The EU have ambitious plans to cut CO2 emissions by 40 per cent by 2030, however this is predicted to lead to a drop in the continent’s GDP by between 0.1 and 0.45 per cent based on current trends.
This information is contained in a somewhat overlooked passage in the impact assessment report which accompanies the proposal.
The finding, which originated in the Cambridge Econometrics model, appears at odds with estimates in the latest IPCC 5th assessment report released yesterday, that global decarbonisation would take just 0.06 per cent off global economic growth figures by 2030.
These conflicting figures depend entirely on pathways, and the Commission rejected high energy efficiency and renewable options in its 2030 climate and energy impact assessment that would have offered higher long term GDP numbers and lower costs to industry.
The predicted negative GDP effects of the 40 per cent greenhouse gas target would be “more limited if carbon pricing is applied throughout the economy, via ETS or carbon taxes, and if revenues are used to lower labour costs,” by reduced labour taxation, the EU analysis says.
The EU’s climate and energy communication also pitched a 27 per cent share for renewable energy in the continent’s energy generation by 2030 that would be optional for member states, and was hailed for its economic prudence by the EU’s hierarchy, Euractiv reported.

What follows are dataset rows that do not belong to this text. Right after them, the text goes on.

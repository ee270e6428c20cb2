//! Retry policy for discrete jobs.
//!
//! The policy comes from the job's optional progress capability: its attempt
//! budget (at least one) and the fixed delay between attempts. Jobs without
//! the capability get a single attempt and no delay.

mod policy;
mod run;

pub use policy::{RetryDecision, RetryPolicy};
pub use run::run_with_retry;
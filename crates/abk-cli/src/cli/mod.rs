//! CLI for the ABK backup tool.

mod commands;

use abk_core::config;
use anyhow::Result;
use clap::{Parser, Subcommand};
use std::path::{Path, PathBuf};

use commands::{
    run_checksum, run_config, run_copy, run_map_add, run_map_list, run_map_remove, run_mappings,
};

/// Top-level CLI for the ABK backup tool.
#[derive(Debug, Parser)]
#[command(name = "abk")]
#[command(about = "ABK: concurrent file and directory backups", long_about = None)]
pub struct Cli {
    #[command(subcommand)]
    pub command: CliCommand,
}

#[derive(Debug, Subcommand)]
pub enum CliCommand {
    /// Back up every configured mapping.
    Run {
        /// Copy up to N files at once (default: max_concurrency from the config).
        #[arg(long, value_name = "N")]
        jobs: Option<usize>,
    },

    /// Back up a single file or directory without saving a mapping.
    Copy {
        /// File or directory to back up.
        source: PathBuf,
        /// Destination path.
        target: PathBuf,
        /// Copy up to N files at once.
        #[arg(long, value_name = "N")]
        jobs: Option<usize>,
    },

    /// Manage the saved source-to-target mappings.
    Map {
        #[command(subcommand)]
        action: MapAction,
    },

    /// Compute SHA-256 of a file.
    Checksum {
        /// Path to the file.
        path: PathBuf,
    },

    /// Print the config file path and its effective contents.
    Config,
}

#[derive(Debug, Subcommand)]
pub enum MapAction {
    /// Save a new mapping.
    Add { source: PathBuf, target: PathBuf },
    /// List saved mappings with their indexes.
    List,
    /// Remove the mapping at INDEX (as shown by `map list`).
    Remove { index: usize },
}

impl CliCommand {
    pub async fn run_from_args() -> Result<()> {
        let cli = Cli::parse();
        let mut cfg = config::load_or_init()?;
        tracing::debug!("loaded config: {:?}", cfg);

        match cli.command {
            CliCommand::Run { jobs } => run_mappings(&cfg, jobs).await?,
            CliCommand::Copy {
                source,
                target,
                jobs,
            } => run_copy(&cfg, &source, &target, jobs).await?,
            CliCommand::Map { action } => match action {
                MapAction::Add { source, target } => run_map_add(&mut cfg, source, target)?,
                MapAction::List => run_map_list(&cfg),
                MapAction::Remove { index } => run_map_remove(&mut cfg, index)?,
            },
            CliCommand::Checksum { path } => run_checksum(Path::new(&path)).await?,
            CliCommand::Config => run_config(&cfg)?,
        }

        Ok(())
    }
}

#[cfg(test)]
mod tests;
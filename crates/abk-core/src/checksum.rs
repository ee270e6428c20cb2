//! SHA-256 digests for verifying copied files.

use anyhow::{Context, Result};
use sha2::{Digest, Sha256};
use std::fs::File;
use std::io::Read;
use std::path::Path;

const BUF_SIZE: usize = 64 * 1024;

/// SHA-256 of a file as lowercase hex. Reads in fixed-size chunks.
pub fn sha256_path(path: &Path) -> Result<String> {
    let mut f = File::open(path).with_context(|| format!("open {}", path.display()))?;
    let mut hasher = Sha256::new();
    let mut buf = [0u8; BUF_SIZE];
    loop {
        let n = f
            .read(&mut buf)
            .with_context(|| format!("read {}", path.display()))?;
        if n == 0 {
            break;
        }
        hasher.update(&buf[..n]);
    }
    Ok(hex::encode(hasher.finalize()))
}

/// Whether two files have the same SHA-256 digest.
pub fn sha256_matches(a: &Path, b: &Path) -> Result<bool> {
    Ok(sha256_path(a)? == sha256_path(b)?)
}

#[cfg(test)]
mod tests {
    use super::*;
    use std::io::Write;

    #[test]
    fn empty_file_digest() {
        let f = tempfile::NamedTempFile::new().unwrap();
        assert_eq!(
            sha256_path(f.path()).unwrap(),
            "e3b0c44298fc1c149afbf4c8996fb92427ae41e4649b934ca495991b7852b855"
        );
    }

    #[test]
    fn known_content_digest() {
        let mut f = tempfile::NamedTempFile::new().unwrap();
        f.write_all(b"hello\n").unwrap();
        f.flush().unwrap();
        assert_eq!(
            sha256_path(f.path()).unwrap(),
            "5891b5b522d5df086d0ff0b110fbd9d21bb4fc7163af34d08286a2e846f6be03"
        );
    }

    #[test]
    fn matches_compares_content() {
        let dir = tempfile::tempdir().unwrap();
        let (a, b, c) = (dir.path().join("a"), dir.path().join("b"), dir.path().join("c"));
        std::fs::write(&a, b"same").unwrap();
        std::fs::write(&b, b"same").unwrap();
        std::fs::write(&c, b"diff").unwrap();
        assert!(sha256_matches(&a, &b).unwrap());
        assert!(!sha256_matches(&a, &c).unwrap());
    }

    #[test]
    fn missing_file_is_an_error() {
        let dir = tempfile::tempdir().unwrap();
        assert!(sha256_path(&dir.path().join("missing")).is_err());
    }
}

“An ambitious 40 per cent greenhouse reduction target for 2030 is the most cost-effective milestone in our path towards a low-carbon economy,” the European Commission President José Manuel Barroso said at the time of the 2030 proposal launch.
According to the 2030 impact assessment, industry will pay for the EU’s proposed decarbonisation by 2050 by paying a carbon price of €40 a tonne by 2030, which will rise to €264 by 2050. There is some debate as to whether this proposal will hold water as the target seems a difficult ask with huge amounts of controversy attached.